We can easily delete all these documents, the blank cyber state documents from Raven, that wasn't a problem. But we had to fix this problem, we had to create the sub unique identity documents ourselves, they're not very difficult to create. There's simply the ID of the document. And Raven is just a name and Saga, the name of the unique column, and then a GUID computed from the value in the column. So actually, this was all that we needed, we just needed a little bit of code that would go in, go through select all the Sagas that we knew about, compute that GUID, create a document with the correct ID store that in Raven, and then just patch the metadata in on the Saga reference.

And we were golden was a bit of head scratching, we were lucky this was a fairly new process, it was an offline process, we were able to take the system down whilst we were figuring out the solution to it. And I think as of NServiceBus 4, I think I'm writing saying that if you have custom finding logic on a specific field in your Saga, and you don't put the unique reference in, you'll get a compiler warning, I believe, I'm right in saying someone after the talk can tell me if I got that right or not. So I think there's a little bit of a safety net in there now. So hopefully no one will. I know of one other person that's had this problem because they contacted me about it. But hopefully no one in this room will have this problem. So by way of just kind of finishing off this demonstration of your introduction to this particular implementation, this is just the Saga that we built in the engine Saga, the payment collection Saga in the engine endpoint.

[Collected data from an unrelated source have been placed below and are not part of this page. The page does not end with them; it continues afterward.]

//! Data types for working with X atoms
use strum::{AsRefStr, EnumIter, EnumString};

/// An internal representation of the X atoms the engine cares about.
///
/// Atom names are shared between all X11 API libraries so this enum allows us
/// to get a little bit of type safety around their use. Implementors of
/// [XConn][1] should accept any variant of [Atom] that they are passed by
/// client code.
///
/// [1]: crate::x::XConn
#[derive(AsRefStr, EnumString, EnumIter, Debug, Clone, Copy, Hash, PartialEq, Eq)]
pub enum Atom {
    /// ATOM
    #[strum(serialize = "ATOM")]
    Atom,
    /// CARDINAL
    #[strum(serialize = "CARDINAL")]
    Cardinal,
    /// WINDOW
    #[strum(serialize = "WINDOW")]
    Window,
    /// UTF8_STRING
    #[strum(serialize = "UTF8_STRING")]
    UTF8String,
    /// WM_DELETE_WINDOW
    #[strum(serialize = "WM_DELETE_WINDOW")]
    WmDeleteWindow,
    /// WM_HINTS
    #[strum(serialize = "WM_HINTS")]
    WmHints,
    /// WM_NAME
    #[strum(serialize = "WM_NAME")]
    WmName,
    /// WM_PROTOCOLS
    #[strum(serialize = "WM_PROTOCOLS")]
    WmProtocols,
    /// WM_STATE
    #[strum(serialize = "WM_STATE")]
    WmState,
    /// _NET_ACTIVE_WINDOW
    #[strum(serialize = "_NET_ACTIVE_WINDOW")]
    NetActiveWindow,
    /// _NET_CLIENT_LIST
    #[strum(serialize = "_NET_CLIENT_LIST")]
    NetClientList,
    /// _NET_CLIENT_LIST_STACKING
    #[strum(serialize = "_NET_CLIENT_LIST_STACKING")]
    NetClientListStacking,
    /// _NET_CLOSE_WINDOW
    #[strum(serialize = "_NET_CLOSE_WINDOW")]
    NetCloseWindow,
    /// _NET_DESKTOP_GEOMETRY
    #[strum(serialize = "_NET_DESKTOP_GEOMETRY")]
    NetDesktopGeometry,
    /// _NET_DESKTOP_NAMES
    #[strum(serialize = "_NET_DESKTOP_NAMES")]
    NetDesktopNames,
    /// _NET_DESKTOP_VIEWPORT
    #[strum(serialize = "_NET_DESKTOP_VIEWPORT")]
    NetDesktopViewport,
    /// _NET_SUPPORTED
    #[strum(serialize = "_NET_SUPPORTED")]
    NetSupported,
    /// _NET_SUPPORTING_WM_CHECK
    #[strum(serialize = "_NET_SUPPORTING_WM_CHECK")]
    NetSupportingWmCheck,
    /// _NET_WM_ICON_NAME
    #[strum(serialize = "_NET_WM_ICON_NAME")]
    NetWmIconName,
    /// _NET_WM_NAME
    #[strum(serialize = "_NET_WM_NAME")]
    NetWmName,
    /// _NET_WM_STATE
    #[strum(serialize = "_NET_WM_STATE")]
    NetWmState,
    /// _NET_WM_STRUT
    #[strum(serialize = "_NET_WM_STRUT")]
    NetWmStrut,
    /// _NET_WM_VISIBLE_ICON_NAME
    #[strum(serialize = "_NET_WM_VISIBLE_ICON_NAME")]
    NetWmVisibleIconName,
    /// _NET_WM_VISIBLE_NAME
    #[strum(serialize = "_NET_WM_VISIBLE_NAME")]
    NetWmVisibleName,
    /// _NET_WM_WINDOW_TYPE
    #[strum(serialize = "_NET_WM_WINDOW_TYPE")]
    NetWmWindowType,
    /// _NET_WORKAREA
    #[strum(serialize = "_NET_WORKAREA")]
    NetWorkarea,
    /// _OXBOW_PID
    #[strum(serialize = "_OXBOW_PID")]
    OxbowPid,

    // Window states
    /// _NET_WM_STATE_MODAL
    #[strum(serialize = "_NET_WM_STATE_MODAL")]
    NetWmStateModal,
    /// _NET_WM_STATE_MAXIMIZED_VERT
    #[strum(serialize = "_NET_WM_STATE_MAXIMIZED_VERT")]
    NetWmStateMaximizedVert,
    /// _NET_WM_STATE_MAXIMIZED_HORZ
    #[strum(serialize = "_NET_WM_STATE_MAXIMIZED_HORZ")]
    NetWmStateMaximizedHorz,
    /// _NET_WM_STATE_SHADED
    #[strum(serialize = "_NET_WM_STATE_SHADED")]
    NetWmStateShaded,
    /// _NET_WM_STATE_SKIP_TASKBAR
    #[strum(serialize = "_NET_WM_STATE_SKIP_TASKBAR")]
    NetWmStateSkipTaskbar,
    /// _NET_WM_STATE_SKIP_PAGER
    #[strum(serialize = "_NET_WM_STATE_SKIP_PAGER")]
    NetWmStateSkipPager,
    /// _NET_WM_STATE_HIDDEN
    #[strum(serialize = "_NET_WM_STATE_HIDDEN")]
    NetWmStateHidden,
    /// _NET_WM_STATE_FULLSCREEN
    #[strum(serialize = "_NET_WM_STATE_FULLSCREEN")]
    NetWmStateFullscreen,
    /// _NET_WM_STATE_ABOVE
    #[strum(serialize = "_NET_WM_STATE_ABOVE")]
    NetWmStateAbove,
    /// _NET_WM_STATE_BELOW
    #[strum(serialize = "_NET_WM_STATE_BELOW")]
    NetWmStateBelow,

    // Window types
    /// _NET_WM_WINDOW_TYPE_DESKTOP
    #[strum(serialize = "_NET_WM_WINDOW_TYPE_DESKTOP")]
    NetWindowTypeDesktop,
    /// _NET_WM_WINDOW_TYPE_DOCK
    #[strum(serialize = "_NET_WM_WINDOW_TYPE_DOCK")]
    NetWindowTypeDock,
    /// _NET_WM_WINDOW_TYPE_TOOLBAR
    #[strum(serialize = "_NET_WM_WINDOW_TYPE_TOOLBAR")]
    NetWindowTypeToolbar,
    /// _NET_WM_WINDOW_TYPE_MENU
    #[strum(serialize = "_NET_WM_WINDOW_TYPE_MENU")]
    NetWindowTypeMenu,
    /// _NET_WM_WINDOW_TYPE_UTILITY
    #[strum(serialize = "_NET_WM_WINDOW_TYPE_UTILITY")]
    NetWindowTypeUtility,
    /// _NET_WM_WINDOW_TYPE_SPLASH
    #[strum(serialize = "_NET_WM_WINDOW_TYPE_SPLASH")]
    NetWindowTypeSplash,
    /// _NET_WM_WINDOW_TYPE_DIALOG
    #[strum(serialize = "_NET_WM_WINDOW_TYPE_DIALOG")]
    NetWindowTypeDialog,
    /// _NET_WM_WINDOW_TYPE_NORMAL
    #[strum(serialize = "_NET_WM_WINDOW_TYPE_NORMAL")]
    NetWindowTypeNormal,
}

/// The capabilities advertised in _NET_SUPPORTED.
///
/// This is an explicit allow-list: anything not present here is not claimed
/// as supported, even when the engine publishes or reads the atom for its
/// own purposes (_NET_SUPPORTED and _NET_SUPPORTING_WM_CHECK themselves
/// being the obvious cases).
pub const EWMH_SUPPORTED_ATOMS: &[Atom] = &[
    Atom::NetDesktopGeometry,
    Atom::NetDesktopViewport,
    Atom::NetActiveWindow,
    Atom::NetWorkarea,
    Atom::NetClientList,
    Atom::NetClientListStacking,
    Atom::NetDesktopNames,
    Atom::NetCloseWindow,
    Atom::NetWmName,
    Atom::NetWmVisibleName,
    Atom::NetWmIconName,
    Atom::NetWmVisibleIconName,
    Atom::NetWmStrut,
    Atom::NetWmWindowType,
    Atom::NetWindowTypeDesktop,
    Atom::NetWindowTypeDock,
    Atom::NetWindowTypeToolbar,
    Atom::NetWindowTypeMenu,
    Atom::NetWindowTypeUtility,
    Atom::NetWindowTypeSplash,
    Atom::NetWindowTypeDialog,
    Atom::NetWindowTypeNormal,
    Atom::NetWmState,
    Atom::NetWmStateModal,
    Atom::NetWmStateMaximizedVert,
    Atom::NetWmStateMaximizedHorz,
    Atom::NetWmStateShaded,
    Atom::NetWmStateSkipTaskbar,
    Atom::NetWmStateSkipPager,
    Atom::NetWmStateHidden,
    Atom::NetWmStateFullscreen,
    Atom::NetWmStateAbove,
    Atom::NetWmStateBelow,
];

It's very straightforward. Activated by a start collection message, it will stop if it gets a stop collection message from the system that's emitting those, it will scheduled a timeout to request the payment. And then it will record the outcome of that payment. Found here you can see we have custom Saga mapping on the agreement reference. So again, we want to find the Saga based on the agreement reference contained in the message that's coming in. Code to handle start collection is simply just going to store the reference, the amount is going to schedule the timeout for the collection attempt. And the stop collection message all it's doing is really just checking to see every automated collection attempts. If we have then, if we haven't then just mark is complete.

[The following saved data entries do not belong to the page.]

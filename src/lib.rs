//! Oxbow is a reparenting window manager engine for X11.
//!
//! The crate provides the per-screen bookkeeping at the heart of a desktop
//! window manager: tracking which top level windows are managed, wrapping
//! them in decoration frames, maintaining their front to back stacking
//! order and keeping the root window properties other clients read (client
//! lists, work area, supported protocols) in sync with that state.
//!
//! The X server is only ever touched through the [XConn][crate::x::XConn]
//! trait, with the window management logic itself provided as extension
//! methods on top of it via [XConnExt][crate::x::XConnExt]. A concrete
//! implementation backed by the [x11rb][::x11rb] crate is available under
//! the default `x11rb` feature flag.
//!
//! Window placement, virtual desktop switching and input handling are
//! deliberately out of scope: oxbow decides what is managed, in what order
//! it is stacked, and what is announced to other clients, and leaves policy
//! to the embedding program.
#![warn(
    future_incompatible,
    missing_debug_implementations,
    missing_docs,
    rust_2018_idioms
)]

pub mod core;
pub mod frame;
mod handle;
pub mod pure;
pub mod theme;
pub mod x;

#[cfg(feature = "x11rb")]
pub mod x11rb;

pub use crate::core::{Config, State, WindowManager, Xid};

/// A Result where the error type is a crate level [Error]
pub type Result<T> = std::result::Result<T, Error>;

/// The error type returned by fallible operations in this crate
#[derive(thiserror::Error, Debug)]
pub enum Error {
    /// A client message was received with an unknown data format
    #[error("invalid client message data: format={format}")]
    InvalidClientMessage {
        /// The format received from the X server
        format: u8,
    },

    /// Property data from the X server could not be interpreted
    #[error("invalid property data: {0}")]
    InvalidPropertyData(String),

    /// String data from the X server was not valid UTF-8
    #[error(transparent)]
    InvalidUtf8(#[from] std::string::FromUtf8Error),

    /// No screen could be claimed from the X server
    #[error("no screens could be managed: is another window manager already running?")]
    NoManagedScreens,

    /// An error while configuring signal handling
    #[error("unable to set signal handler: {0}")]
    Signal(#[from] nix::errno::Errno),

    /// Neither the configured theme nor the fallback could be loaded
    #[error("unable to load a theme from '{path}' or the fallback '{fallback}': {reason}")]
    ThemeLoad {
        /// The path that was asked for
        path: String,
        /// The fallback path that was tried after it
        fallback: String,
        /// Why the final attempt failed
        reason: String,
    },

    /// An operation was requested for a screen that does not exist
    #[error("there is no screen with index {index}")]
    UnknownScreen {
        /// The requested screen index
        index: usize,
    },

    /// Another window manager already holds substructure redirection on a root window
    #[error("another window manager is already running for root window {root}")]
    WmConflict {
        /// The contested root window
        root: Xid,
    },

    /// Unable to establish a connection to the X server
    #[cfg(feature = "x11rb")]
    #[error(transparent)]
    X11rbConnect(#[from] ::x11rb::errors::ConnectError),

    /// The X11 connection broke
    #[cfg(feature = "x11rb")]
    #[error(transparent)]
    X11rbConnection(#[from] ::x11rb::errors::ConnectionError),

    /// Unable to get the reply for an X11 request
    #[cfg(feature = "x11rb")]
    #[error(transparent)]
    X11rbReplyError(#[from] ::x11rb::errors::ReplyError),

    /// Unable to get the reply for an X11 request or allocate a new resource id
    #[cfg(feature = "x11rb")]
    #[error(transparent)]
    X11rbReplyOrIdError(#[from] ::x11rb::errors::ReplyOrIdError),
}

If we have, we want to keep the state around to record that we've made that collection attempt and we don't want to make any further ones. And the final piece of the puzzle is just the handler for the timeout, which when the request payment timeout comes in, it'll actually send the request payment message to the bot to actually trigger the payment collection attempt. And then the bot will do a bus reply. And with the outcome of that payment, slightly simplified on the actual implementation, but pretty true to the original. Once we've implemented the solution, I can tell you, I can't tell you the exact number of payments we've processed through it, but it's in the order of millions. And it's been very, very low maintenance as well. It's really, really well for us we've not had any not have to touch it the tree after we figured out the unique Saga.

So lessons learned. Doing presentations is really quite tricky. And you have to prepare. It takes a lot of time and effort. Udi it makes it look easy. Code dependencies. We were a small team. We were fairly naive, and we didn't pay enough attention to our code dependencies early on. We did this fairly late on in the project managed to split out our code into separate repos, we chose to split repos, a repo per service. And we had an ops repo which was supposed to be for just the code, this is the infrastructure code that we needed to kind of stand up an endpoint and nothing more. And we ended up with far too many dependencies on that code. Well, we actually ended up with business logic code in that repo, or developers having to make changes to that repo to implement business logic.

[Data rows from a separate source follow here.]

//! Geometry primitives for screens, windows and reserved edge space
use std::fmt;

/// An x,y coordinate pair
#[derive(Debug, Default, Copy, Clone, PartialEq, Eq, Hash)]
pub struct Point {
    /// An absolute x coordinate relative to the root window
    pub x: i32,
    /// An absolute y coordinate relative to the root window
    pub y: i32,
}

impl Point {
    /// Create a new [Point].
    pub const fn new(x: i32, y: i32) -> Point {
        Point { x, y }
    }
}

/// An x,y coordinate pair and width,height dimensions
#[derive(Debug, Default, Copy, Clone, PartialEq, Eq, Hash)]
pub struct Rect {
    /// The x position of the top left corner of this rect
    pub x: i32,
    /// The y position of the top left corner of this rect
    pub y: i32,
    /// The width of this rect
    pub w: u32,
    /// The height of this rect
    pub h: u32,
}

impl fmt::Display for Rect {
    fn fmt(&self, f: &mut fmt::Formatter<'_>) -> fmt::Result {
        write!(f, "{}x{}+{}+{}", self.w, self.h, self.x, self.y)
    }
}

impl Rect {
    /// Create a new [Rect].
    pub const fn new(x: i32, y: i32, w: u32, h: u32) -> Rect {
        Rect { x, y, w, h }
    }

    /// The position of the top left corner of this [Rect].
    pub fn origin(&self) -> Point {
        Point {
            x: self.x,
            y: self.y,
        }
    }

    /// Shrink this [Rect] by the reserved space recorded in a [Strut],
    /// clamping the width and height at zero and the origin within the
    /// rect.
    ///
    /// This is how the usable work area of a screen is derived from its
    /// full pixel geometry. Struts are client set cardinals and can hold
    /// arbitrarily large values: oversized struts collapse the affected
    /// dimension rather than wrapping.
    ///
    /// # Examples
    ///
    /// ```
    /// # use oxbow::pure::geometry::{Rect, Strut};
    /// let screen = Rect::new(0, 0, 1280, 1024);
    /// let strut = Strut::new(0, 0, 30, 0);
    ///
    /// assert_eq!(screen.subtract_strut(strut), Rect::new(0, 30, 1280, 994));
    /// ```
    pub fn subtract_strut(&self, s: Strut) -> Rect {
        Rect {
            x: self.x.saturating_add(s.left.min(self.w) as i32),
            y: self.y.saturating_add(s.top.min(self.h) as i32),
            w: self.w.saturating_sub(s.left.saturating_add(s.right)),
            h: self.h.saturating_sub(s.top.saturating_add(s.bottom)),
        }
    }
}

/// Reserved space at each edge of a screen, as requested by a client
/// through the `_NET_WM_STRUT` property.
#[derive(Debug, Default, Copy, Clone, PartialEq, Eq, Hash)]
pub struct Strut {
    /// Pixels reserved at the left screen edge
    pub left: u32,
    /// Pixels reserved at the right screen edge
    pub right: u32,
    /// Pixels reserved at the top screen edge
    pub top: u32,
    /// Pixels reserved at the bottom screen edge
    pub bottom: u32,
}

impl Strut {
    /// Create a new [Strut].
    pub const fn new(left: u32, right: u32, top: u32, bottom: u32) -> Strut {
        Strut {
            left,
            right,
            top,
            bottom,
        }
    }

    /// The component-wise maximum of two struts.
    ///
    /// Aggregating the struts of all clients on a screen is a fold over
    /// this operation, which makes the result independent of the order
    /// the clients were managed in.
    ///
    /// # Examples
    ///
    /// ```
    /// # use oxbow::pure::geometry::Strut;
    /// let panel = Strut::new(0, 0, 30, 0);
    /// let dock = Strut::new(60, 0, 10, 0);
    ///
    /// assert_eq!(panel.max(dock), Strut::new(60, 0, 30, 0));
    /// ```
    pub fn max(&self, other: Strut) -> Strut {
        Strut {
            left: self.left.max(other.left),
            right: self.right.max(other.right),
            top: self.top.max(other.top),
            bottom: self.bottom.max(other.bottom),
        }
    }

    /// Parse a [Strut] from raw `_NET_WM_STRUT` property data.
    ///
    /// Returns [None] if fewer than the required four cardinal values are
    /// present: malformed struts are ignored rather than treated as errors.
    pub fn from_cardinals(raw: &[u32]) -> Option<Strut> {
        match raw {
            [left, right, top, bottom, ..] => Some(Strut {
                left: *left,
                right: *right,
                top: *top,
                bottom: *bottom,
            }),
            _ => None,
        }
    }
}

#[cfg(test)]
mod tests {
    use super::*;
    use quickcheck::{Arbitrary, Gen};
    use quickcheck_macros::quickcheck;
    use simple_test_case::test_case;

    fn r(x: i32, y: i32, w: u32, h: u32) -> Rect {
        Rect::new(x, y, w, h)
    }

    fn s(left: u32, right: u32, top: u32, bottom: u32) -> Strut {
        Strut::new(left, right, top, bottom)
    }

    #[test_case(s(0, 0, 0, 0), r(0, 0, 800, 600); "empty strut")]
    #[test_case(s(0, 0, 30, 0), r(0, 30, 800, 570); "top panel")]
    #[test_case(s(0, 0, 0, 40), r(0, 0, 800, 560); "bottom panel")]
    #[test_case(s(64, 0, 0, 0), r(64, 0, 736, 600); "left dock")]
    #[test_case(s(10, 10, 10, 10), r(10, 10, 780, 580); "all edges")]
    #[test_case(s(500, 500, 0, 0), r(500, 0, 0, 600); "wider than the screen")]
    #[test_case(s(u32::MAX, 1, 0, 0), r(800, 0, 0, 600); "left strut at the cardinal limit")]
    #[test_case(s(0, 0, u32::MAX, u32::MAX), r(0, 600, 800, 0); "vertical struts at the cardinal limit")]
    #[test]
    fn subtract_strut(strut: Strut, expected: Rect) {
        assert_eq!(r(0, 0, 800, 600).subtract_strut(strut), expected);
    }

    #[test_case(s(0, 0, 0, 0), s(0, 0, 0, 0), s(0, 0, 0, 0); "both empty")]
    #[test_case(s(1, 2, 3, 4), s(0, 0, 0, 0), s(1, 2, 3, 4); "one empty")]
    #[test_case(s(1, 0, 3, 0), s(0, 2, 0, 4), s(1, 2, 3, 4); "disjoint")]
    #[test_case(s(5, 5, 5, 5), s(1, 9, 1, 9), s(5, 9, 5, 9); "overlapping")]
    #[test]
    fn strut_max(a: Strut, b: Strut, expected: Strut) {
        assert_eq!(a.max(b), expected);
    }

    #[test_case(&[], None; "no data")]
    #[test_case(&[1, 2, 3], None; "too short")]
    #[test_case(&[1, 2, 3, 4], Some(s(1, 2, 3, 4)); "exact")]
    #[test_case(&[1, 2, 3, 4, 5, 6], Some(s(1, 2, 3, 4)); "partial strut data")]
    #[test]
    fn strut_from_cardinals(raw: &[u32], expected: Option<Strut>) {
        assert_eq!(Strut::from_cardinals(raw), expected);
    }

    // Full range cardinals: real struts are screen sized but the property
    // data can hold anything up to u32::MAX
    impl Arbitrary for Strut {
        fn arbitrary(g: &mut Gen) -> Self {
            Strut {
                left: u32::arbitrary(g),
                right: u32::arbitrary(g),
                top: u32::arbitrary(g),
                bottom: u32::arbitrary(g),
            }
        }
    }

    #[quickcheck]
    fn strut_max_is_commutative(a: Strut, b: Strut) -> bool {
        a.max(b) == b.max(a)
    }

    #[quickcheck]
    fn strut_max_is_idempotent(a: Strut, b: Strut) -> bool {
        a.max(b).max(b) == a.max(b)
    }

    #[quickcheck]
    fn subtract_strut_never_grows(strut: Strut) -> bool {
        let screen = r(0, 0, 1920, 1080);
        let area = screen.subtract_strut(strut);

        area.w <= screen.w
            && area.h <= screen.h
            && area.x >= screen.x
            && area.y >= screen.y
            && area.x as i64 + area.w as i64 <= screen.x as i64 + screen.w as i64
            && area.y as i64 + area.h as i64 <= screen.y as i64 + screen.h as i64
    }
}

And as the team grew, we got more developers coming into the theme and building more and more stuff on our platform, we started to feel, really feel the pain, our CI environment, start to buckle under the weight of all these commits, coming in and hitting this low-level repo that should only build occasionally, and then started cause a cascade of builds. This massively elongated our feedback loop for developers, they had to wait a long time for CI to complete the build and complete all the tests. And the problems just exacerbated by as the team grew as we got more and more people in the team. So pay attention to your dependencies early on, pretty much from day one, if you're starting out on a brand-new project, I hope I'm preaching to the converted, and in that testing async.

So it was a bit of a shock to us that we didn't when we when we ran our tests that they didn't really know when a command would have been processed, when we first ran them. So we quickly learned that you have to pull for a given set state. So if you want to know something's happened, you're going to have to pull the database to find out that it's happening, because you don't know when it's going to happen. It's not a big deal. Once we learned it, it was fine, we just something you'd always have to introduce to a new member of the team and explain to them why we sat there polling database waiting for a particular state, in our acceptance.

Testing long running processes. Again, sometimes we'd have to build a Saga that was going to run for weeks or longer. We typically the collection Sagas would start when the loan was taken out. And they would complete once we've collected the funds that were due. And also you can sit around and wait for a month to pass by in your tests. So two things we had to do, the first thing we had to do was simulate stuff messages into the input queue, build tools to do that last to do that simulate the messages arriving like the timeouts and other messages. That was reasonably straightforward. The other thing that we had to do was occasionally, we were dealing with a problem where we needed the handler to think time had passed.

So we needed to think that 28 days had gone passed since it last process or method. So we had to inject some mocks into the time as acceptance tests to fool it into thinking that time had passed. Typically, we'd always do this in the future. Because if you try and request a timeout in the past and NServiceBus gets very grumpy with you, as it should. Deploying the DTC. Udi touched on this earlier, it's a horrible thing to have to do, especially in production, especially if you've got, not working on a flat network. If you've got lots of firewalls between your endpoints and your databases. It's a very unpleasant process. It relies on things like net BIOS for name resolution, which can be tricky as well, because problems not yet not only in production, you can cause problems on your dev machines in your trial, depending on how diligent your network admins are.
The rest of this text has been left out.